### Assigned task
The lines to reproduce from the material below are those from the one containing "c.challenge_type == challenge_type" through the one containing "inner.challenges.retain(|_, c| c.expires_at", both included; write them out exactly and add nothing.

---- Task input

//! In-memory graph store for testing.

use crate::error::{CoreError, Result};
use crate::providers::GraphStore;
use crate::state::{
    AuditEntry, AuthSession, ChannelOtp, ChannelType, ChallengeType, Role, User, UserChannel,
    WebAuthnChallenge, WebAuthnCredential,
};
use chrono::{DateTime, Utc};
use std::collections::HashMap;
use std::sync::{Arc, Mutex};

#[derive(Default)]
struct Inner {
    otps: HashMap<String, ChannelOtp>,
    users: HashMap<String, User>,
    channels: HashMap<String, UserChannel>,
    challenges: HashMap<String, WebAuthnChallenge>,
    credentials: HashMap<String, WebAuthnCredential>,
    sessions: HashMap<String, AuthSession>,
    audits: Vec<AuditEntry>,
    roles: Vec<Role>,
    next_uid: u64,
    fail_audit_appends: u32,
}

impl Inner {
    fn mint_uid(&mut self) -> String {
        self.next_uid += 1;
        format!("0x{:x}", self.next_uid)
    }
}

/// In-memory [`GraphStore`].
///
/// Enforces the same consistency contract as the production store:
/// unique `(channel_hash, channel_type)` and `credential_id` keys,
/// first-writer-wins OTP consumption, atomic challenge deletion.
/// All state lives behind one mutex, so every operation is trivially
/// linearizable.
///
/// **WARNING**: Do NOT use in production. This is for testing only!
#[derive(Clone, Default)]
pub struct MemoryGraphStore {
    inner: Arc<Mutex<Inner>>,
}

#[allow(clippy::unwrap_used)] // Test mock: mutex poisoning is a test failure
impl MemoryGraphStore {
    /// Create an empty store.
    #[must_use]
    pub fn new() -> Self {
        Self::default()
    }

    /// Seed a role into the read-only catalog.
    pub fn seed_role(&self, name: &str) {
        let mut inner = self.inner.lock().unwrap();
        let uid = inner.mint_uid();
        inner.roles.push(Role {
            uid,
            name: name.to_string(),
        });
    }

    /// Make the next `n` audit appends fail with a transient error.
    pub fn fail_next_audit_appends(&self, n: u32) {
        self.inner.lock().unwrap().fail_audit_appends = n;
    }

    /// Snapshot of all OTP records.
    #[must_use]
    pub fn otps(&self) -> Vec<ChannelOtp> {
        self.inner.lock().unwrap().otps.values().cloned().collect()
    }

    /// Snapshot of all users.
    #[must_use]
    pub fn users(&self) -> Vec<User> {
        self.inner.lock().unwrap().users.values().cloned().collect()
    }

    /// Snapshot of all channels.
    #[must_use]
    pub fn channels(&self) -> Vec<UserChannel> {
        self.inner
            .lock()
            .unwrap()
            .channels
            .values()
            .cloned()
            .collect()
    }

    /// Snapshot of all pending challenges.
    #[must_use]
    pub fn challenges(&self) -> Vec<WebAuthnChallenge> {
        self.inner
            .lock()
            .unwrap()
            .challenges
            .values()
            .cloned()
            .collect()
    }

    /// Snapshot of all credentials.
    #[must_use]
    pub fn credentials(&self) -> Vec<WebAuthnCredential> {
        self.inner
            .lock()
            .unwrap()
            .credentials
            .values()
            .cloned()
            .collect()
    }

    /// Snapshot of all sessions.
    #[must_use]
    pub fn sessions(&self) -> Vec<AuthSession> {
        self.inner
            .lock()
            .unwrap()
            .sessions
            .values()
            .cloned()
            .collect()
    }

    /// Snapshot of the audit trail, in append order.
    #[must_use]
    pub fn audits(&self) -> Vec<AuditEntry> {
        self.inner.lock().unwrap().audits.clone()
    }
}

#[allow(clippy::unwrap_used)] // Test mock: mutex poisoning is a test failure
impl GraphStore for MemoryGraphStore {
    async fn create_otp(&self, mut otp: ChannelOtp) -> Result<String> {
        let mut inner = self.inner.lock().unwrap();
        let uid = inner.mint_uid();
        otp.uid = uid.clone();
        inner.otps.insert(uid.clone(), otp);
        Ok(uid)
    }

    async fn find_unconsumed_otp(
        &self,
        channel_hash: &str,
        otp_hash: &str,
    ) -> Result<Option<ChannelOtp>> {
        let inner = self.inner.lock().unwrap();
        Ok(inner
            .otps
            .values()
            .find(|otp| {
                otp.channel_hash == channel_hash
                    && otp.otp_hash == otp_hash
                    && !otp.verified
                    && !otp.used
            })
            .cloned())
    }

    async fn consume_otp(&self, uid: &str) -> Result<bool> {
        let mut inner = self.inner.lock().unwrap();
        match inner.otps.get_mut(uid) {
            Some(otp) if !otp.verified && !otp.used => {
                otp.verified = true;
                otp.used = true;
                Ok(true)
            }
            _ => Ok(false),
        }
    }

    async fn find_channel(
        &self,
        channel_hash: &str,
        channel_type: ChannelType,
    ) -> Result<Option<UserChannel>> {
        let inner = self.inner.lock().unwrap();
        Ok(inner
            .channels
            .values()
            .find(|c| c.channel_hash == channel_hash && c.channel_type == channel_type)
            .cloned())
    }

    async fn create_pending_user(
        &self,
        mut user: User,
        mut channel: UserChannel,
    ) -> Result<(String, String)> {
        let mut inner = self.inner.lock().unwrap();

        let duplicate = inner
            .channels
            .values()
            .any(|c| c.channel_hash == channel.channel_hash && c.channel_type == channel.channel_type);
        if duplicate {
            return Err(CoreError::UniqueViolation("UserChannel(channelHash, channelType)"));
        }

        let user_uid = inner.mint_uid();
        let channel_uid = inner.mint_uid();
        user.uid = user_uid.clone();
        channel.uid = channel_uid.clone();
        inner.users.insert(user_uid.clone(), user);
        inner.channels.insert(channel_uid.clone(), channel);
        Ok((user_uid, channel_uid))
    }

    async fn touch_channel(&self, uid: &str, now: DateTime<Utc>) -> Result<()> {
        let mut inner = self.inner.lock().unwrap();
        if let Some(channel) = inner.channels.get_mut(uid) {
            channel.last_used_at = Some(now);
        }
        Ok(())
    }

    async fn find_user(&self, user_id: &str) -> Result<Option<User>> {
        let inner = self.inner.lock().unwrap();
        Ok(inner.users.values().find(|u| u.did == user_id).cloned())
    }

    async fn activate_user(&self, user_id: &str, now: DateTime<Utc>) -> Result<bool> {
        let mut inner = self.inner.lock().unwrap();
        for user in inner.users.values_mut() {
            if user.did == user_id {
                if user.status == crate::state::UserStatus::Pending {
                    user.status = crate::state::UserStatus::Active;
                    user.updated_at = now;
                    return Ok(true);
                }
                return Ok(false);
            }
        }
        Ok(false)
    }

    async fn find_role(&self, name: &str) -> Result<Option<Role>> {
        let inner = self.inner.lock().unwrap();
        Ok(inner.roles.iter().find(|r| r.name == name).cloned())
    }

    async fn create_challenge(&self, mut challenge: WebAuthnChallenge) -> Result<String> {
        let mut inner = self.inner.lock().unwrap();
        let uid = inner.mint_uid();
        challenge.uid = uid.clone();
        inner.challenges.insert(uid.clone(), challenge);
        Ok(uid)
    }

    async fn find_challenge(
        &self,
        challenge: &str,
        user_id: &str,
        challenge_type: ChallengeType,
    ) -> Result<Option<WebAuthnChallenge>> {
        let inner = self.inner.lock().unwrap();
        Ok(inner
            .challenges
            .values()
            .find(|c| {
                c.challenge == challenge
                    && c.user_id == user_id
                    && c.challenge_type == challenge_type
            })
            .cloned())
    }

    async fn delete_challenge(&self, uid: &str) -> Result<bool> {
        let mut inner = self.inner.lock().unwrap();
        Ok(inner.challenges.remove(uid).is_some())
    }

    async fn purge_expired_challenges(&self, now: DateTime<Utc>) -> Result<u64> {
        let mut inner = self.inner.lock().unwrap();
        let before = inner.challenges.len();
        inner.challenges.retain(|_, c| c.expires_at > now);
        Ok((before - inner.challenges.len()) as u64)
    }

    async fn create_credential(&self, mut credential: WebAuthnCredential) -> Result<String> {
        let mut inner = self.inner.lock().unwrap();

        let duplicate = inner
            .credentials
            .values()
            .any(|c| c.credential_id == credential.credential_id);
        if duplicate {
            return Err(CoreError::UniqueViolation("WebAuthnCredential(credentialId)"));
        }

        let uid = inner.mint_uid();
        credential.uid = uid.clone();
        inner.credentials.insert(uid.clone(), credential);
        Ok(uid)
    }

    async fn credentials_for_user(&self, user_id: &str) -> Result<Vec<WebAuthnCredential>> {
        let inner = self.inner.lock().unwrap();
        let mut credentials: Vec<WebAuthnCredential> = inner
            .credentials
            .values()
            .filter(|c| c.user_id == user_id)
            .cloned()
            .collect();
        credentials.sort_by(|a, b| a.added_at.cmp(&b.added_at));
        Ok(credentials)
    }

    async fn update_sign_count(&self, uid: &str, sign_count: u32) -> Result<()> {
        let mut inner = self.inner.lock().unwrap();
        if let Some(credential) = inner.credentials.get_mut(uid) {
            credential.sign_count = sign_count;
        }
        Ok(())
    }

    async fn create_session(&self, mut session: AuthSession) -> Result<String> {
        let mut inner = self.inner.lock().unwrap();

        let duplicate = inner
            .sessions
            .values()
            .any(|s| s.token_hash == session.token_hash);
        if duplicate {
            return Err(CoreError::UniqueViolation("AuthSession(tokenHash)"));
        }

        let uid = inner.mint_uid();
        session.uid = uid.clone();
        inner.sessions.insert(uid.clone(), session);
        Ok(uid)
    }

    async fn find_session(&self, token_hash: &str) -> Result<Option<AuthSession>> {
        let inner = self.inner.lock().unwrap();
        Ok(inner
            .sessions
            .values()
            .find(|s| s.token_hash == token_hash)
            .cloned())
    }

    async fn revoke_session(&self, token_hash: &str, _now: DateTime<Utc>) -> Result<bool> {
        let mut inner = self.inner.lock().unwrap();
        for session in inner.sessions.values_mut() {
            if session.token_hash == token_hash {
                session.valid = false;
                return Ok(true);
            }
        }
        Ok(false)
    }

    async fn touch_session(&self, token_hash: &str, now: DateTime<Utc>) -> Result<()> {
        let mut inner = self.inner.lock().unwrap();
        for session in inner.sessions.values_mut() {
            if session.token_hash == token_hash {
                session.last_used = Some(now);
            }
        }
        Ok(())
    }

    async fn append_audit(&self, mut entry: AuditEntry) -> Result<String> {
        let mut inner = self.inner.lock().unwrap();

        if inner.fail_audit_appends > 0 {
            inner.fail_audit_appends -= 1;
            return Err(CoreError::Transient("audit store unavailable".into()));
        }

        let uid = inner.mint_uid();
        entry.uid = uid.clone();
        inner.audits.push(entry);
        Ok(uid)
    }
}
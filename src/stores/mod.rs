//! Concrete store implementations.

pub mod dgraph;

pub use dgraph::DgraphStore;
//! Shared test harness: a fully mocked core plus a software
//! authenticator that produces real attestation and assertion
//! payloads (P-256 keys, CBOR attestation objects, DER signatures).

#![allow(dead_code)] // Not every test file uses every helper.

use cerberus_auth::config::{CoreConfig, SessionConfig, WebAuthnConfig};
use cerberus_auth::environment::CoreEnvironment;
use cerberus_auth::mocks::{MemoryGraphStore, MockClock, MockDispatcher};
use cerberus_auth::AuthCore;
use ciborium::Value;
use p256::ecdsa::signature::Signer;
use p256::ecdsa::{DerSignature, SigningKey};
use p256::elliptic_curve::sec1::ToEncodedPoint;
use sha2::{Digest, Sha256};

pub const RP_ID: &str = "example.com";
pub const RP_NAME: &str = "Example";
pub const ORIGIN: &str = "https://app.example.com";
pub const SECRET: &str = "test-signing-secret";

pub type TestCore = AuthCore<MemoryGraphStore, MockDispatcher, MockClock>;

/// Build a core over fresh mocks with the default configuration.
pub fn test_core() -> (TestCore, MemoryGraphStore, MockDispatcher, MockClock) {
    test_core_with_config(test_config())
}

/// Build a core over fresh mocks with a custom configuration.
pub fn test_core_with_config(
    config: CoreConfig,
) -> (TestCore, MemoryGraphStore, MockDispatcher, MockClock) {
    let store = MemoryGraphStore::new();
    store.seed_role("registered");
    let dispatcher = MockDispatcher::new();
    let clock = MockClock::new();

    let env = CoreEnvironment::new(
        store.clone(),
        dispatcher.clone(),
        clock.clone(),
        config,
    )
    .unwrap();

    (AuthCore::new(env), store, dispatcher, clock)
}

pub fn test_config() -> CoreConfig {
    CoreConfig::new(
        SessionConfig::new(SECRET.into()),
        WebAuthnConfig::new(RP_ID.into(), RP_NAME.into(), ORIGIN.into()),
    )
}

/// Drive a fresh user through OTP verification and registration
/// routing; returns `(user_id, channel_did)`.
pub async fn register_user(
    core: &TestCore,
    dispatcher: &MockDispatcher,
    recipient: &str,
) -> (String, String) {
    core.send_otp("email", recipient).await.unwrap();
    let code = dispatcher.last_code().unwrap();
    let response = core.verify_otp(recipient, &code).await.unwrap();
    assert!(response.verified);
    (response.user_id.unwrap(), response.channel_did.unwrap())
}

/// Base64url without padding.
pub fn b64(bytes: &[u8]) -> String {
    use base64::Engine;
    base64::engine::general_purpose::URL_SAFE_NO_PAD.encode(bytes)
}

/// A software authenticator bound to one credential.
pub struct TestAuthenticator {
    signing_key: SigningKey,
    pub credential_id: Vec<u8>,
}

impl TestAuthenticator {
    pub fn new() -> Self {
        Self {
            signing_key: SigningKey::random(&mut rand::rngs::OsRng),
            credential_id: b"test-credential-0001".to_vec(),
        }
    }

    fn cose_public_key(&self) -> Vec<u8> {
        let point = self.signing_key.verifying_key().to_encoded_point(false);
        let map = Value::Map(vec![
            (Value::Integer(1.into()), Value::Integer(2.into())),
            (Value::Integer(3.into()), Value::Integer((-7).into())),
            (Value::Integer((-1).into()), Value::Integer(1.into())),
            (
                Value::Integer((-2).into()),
                Value::Bytes(point.x().unwrap().to_vec()),
            ),
            (
                Value::Integer((-3).into()),
                Value::Bytes(point.y().unwrap().to_vec()),
            ),
        ]);
        let mut out = Vec::new();
        ciborium::ser::into_writer(&map, &mut out).unwrap();
        out
    }

    fn auth_data(&self, rp_id: &str, flags: u8, sign_count: u32, attested: bool) -> Vec<u8> {
        let mut out = Vec::new();
        out.extend_from_slice(&Sha256::digest(rp_id.as_bytes()));
        out.push(flags);
        out.extend_from_slice(&sign_count.to_be_bytes());
        if attested {
            out.extend_from_slice(&[0u8; 16]); // aaguid
            out.extend_from_slice(&(self.credential_id.len() as u16).to_be_bytes());
            out.extend_from_slice(&self.credential_id);
            out.extend_from_slice(&self.cose_public_key());
        }
        out
    }

    fn client_data(ceremony: &str, challenge: &str, origin: &str) -> Vec<u8> {
        serde_json::to_vec(&serde_json::json!({
            "type": ceremony,
            "challenge": challenge,
            "origin": origin,
        }))
        .unwrap()
    }

    /// Produce `(clientDataJSON, attestationObject)` for a
    /// registration ceremony, both base64url.
    pub fn attest(&self, challenge: &str, origin: &str) -> (String, String) {
        self.attest_for_rp(challenge, origin, RP_ID)
    }

    /// Attestation against an arbitrary RP id (for mismatch tests).
    pub fn attest_for_rp(&self, challenge: &str, origin: &str, rp_id: &str) -> (String, String) {
        let client_data = Self::client_data("webauthn.create", challenge, origin);
        // UP | AT
        let auth_data = self.auth_data(rp_id, 0x41, 0, true);

        let attestation = Value::Map(vec![
            (Value::Text("fmt".into()), Value::Text("none".into())),
            (Value::Text("attStmt".into()), Value::Map(vec![])),
            (Value::Text("authData".into()), Value::Bytes(auth_data)),
        ]);
        let mut attestation_bytes = Vec::new();
        ciborium::ser::into_writer(&attestation, &mut attestation_bytes).unwrap();

        (b64(&client_data), b64(&attestation_bytes))
    }

    /// Produce `(clientDataJSON, authenticatorData, signature)` for an
    /// authentication ceremony, all base64url.
    pub fn assert(
        &self,
        challenge: &str,
        origin: &str,
        sign_count: u32,
    ) -> (String, String, String) {
        let client_data = Self::client_data("webauthn.get", challenge, origin);
        // UP only
        let auth_data = self.auth_data(RP_ID, 0x01, sign_count, false);

        let mut message = auth_data.clone();
        message.extend_from_slice(&Sha256::digest(&client_data));
        let signature: DerSignature = self.signing_key.sign(&message);

        (b64(&client_data), b64(&auth_data), b64(signature.as_bytes()))
    }
}

impl Default for TestAuthenticator {
    fn default() -> Self {
        Self::new()
    }
}

/// Enroll a credential for `user_id`, returning the authenticator.
pub async fn enroll_credential(core: &TestCore, user_id: &str) -> TestAuthenticator {
    let authenticator = TestAuthenticator::new();
    let options = core
        .create_webauthn_registration_challenge(user_id, "user", "User")
        .await
        .unwrap();
    let (client_data, attestation) = authenticator.attest(&options.challenge, ORIGIN);
    let verification = core
        .verify_webauthn_registration(user_id, &options.challenge, &client_data, &attestation)
        .await
        .unwrap();
    assert_eq!(verification.credential_id, b64(&authenticator.credential_id));
    authenticator
}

--------

### Expected answer
                    && c.challenge_type == challenge_type
            })
            .cloned())
    }

    async fn delete_challenge(&self, uid: &str) -> Result<bool> {
        let mut inner = self.inner.lock().unwrap();
        Ok(inner.challenges.remove(uid).is_some())
    }

    async fn purge_expired_challenges(&self, now: DateTime<Utc>) -> Result<u64> {
        let mut inner = self.inner.lock().unwrap();
        let before = inner.challenges.len();
        inner.challenges.retain(|_, c| c.expires_at > now);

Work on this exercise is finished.